DIRECTIONS — Give all of the records again. Match them exactly.

RECORDED INFORMATION —
____
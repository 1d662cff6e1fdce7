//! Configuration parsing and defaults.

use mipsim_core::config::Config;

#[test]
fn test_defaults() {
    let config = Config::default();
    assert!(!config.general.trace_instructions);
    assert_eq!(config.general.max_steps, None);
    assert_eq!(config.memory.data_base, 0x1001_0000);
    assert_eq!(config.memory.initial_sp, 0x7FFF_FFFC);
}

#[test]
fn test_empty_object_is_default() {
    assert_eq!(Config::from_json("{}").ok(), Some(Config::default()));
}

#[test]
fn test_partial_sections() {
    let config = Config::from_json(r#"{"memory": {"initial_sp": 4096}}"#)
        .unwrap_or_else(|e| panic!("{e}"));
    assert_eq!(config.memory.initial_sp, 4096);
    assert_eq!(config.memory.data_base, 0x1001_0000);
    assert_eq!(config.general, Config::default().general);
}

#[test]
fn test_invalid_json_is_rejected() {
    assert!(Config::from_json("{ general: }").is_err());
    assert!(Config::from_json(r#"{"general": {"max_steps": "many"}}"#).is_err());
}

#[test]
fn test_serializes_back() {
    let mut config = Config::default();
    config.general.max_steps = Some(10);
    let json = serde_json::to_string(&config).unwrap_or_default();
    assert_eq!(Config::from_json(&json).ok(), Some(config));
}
____
ANSWER SPACE —
repository 1d662cff6e1fdce7
//! Configuration parsing and defaults.

use mipsim_core::config::Config;

#[test]
fn test_defaults() {
    let config = Config::default();
    assert!(!config.general.trace_instructions);
    assert_eq!(config.general.max_steps, None);
    assert_eq!(config.memory.data_base, 0x1001_0000);
    assert_eq!(config.memory.initial_sp, 0x7FFF_FFFC);
}

#[test]
fn test_empty_object_is_default() {
    assert_eq!(Config::from_json("{}").ok(), Some(Config::default()));
}

#[test]
fn test_partial_sections() {
    let config = Config::from_json(r#"{"memory": {"initial_sp": 4096}}"#)
        .unwrap_or_else(|e| panic!("{e}"));
    assert_eq!(config.memory.initial_sp, 4096);
    assert_eq!(config.memory.data_base, 0x1001_0000);
    assert_eq!(config.general, Config::default().general);
}

#[test]
fn test_invalid_json_is_rejected() {
    assert!(Config::from_json("{ general: }").is_err());
    assert!(Config::from_json(r#"{"general": {"max_steps": "many"}}"#).is_err());
}

#[test]
fn test_serializes_back() {
    let mut config = Config::default();
    config.general.max_steps = Some(10);
    let json = serde_json::to_string(&config).unwrap_or_default();
    assert_eq!(Config::from_json(&json).ok(), Some(config));
}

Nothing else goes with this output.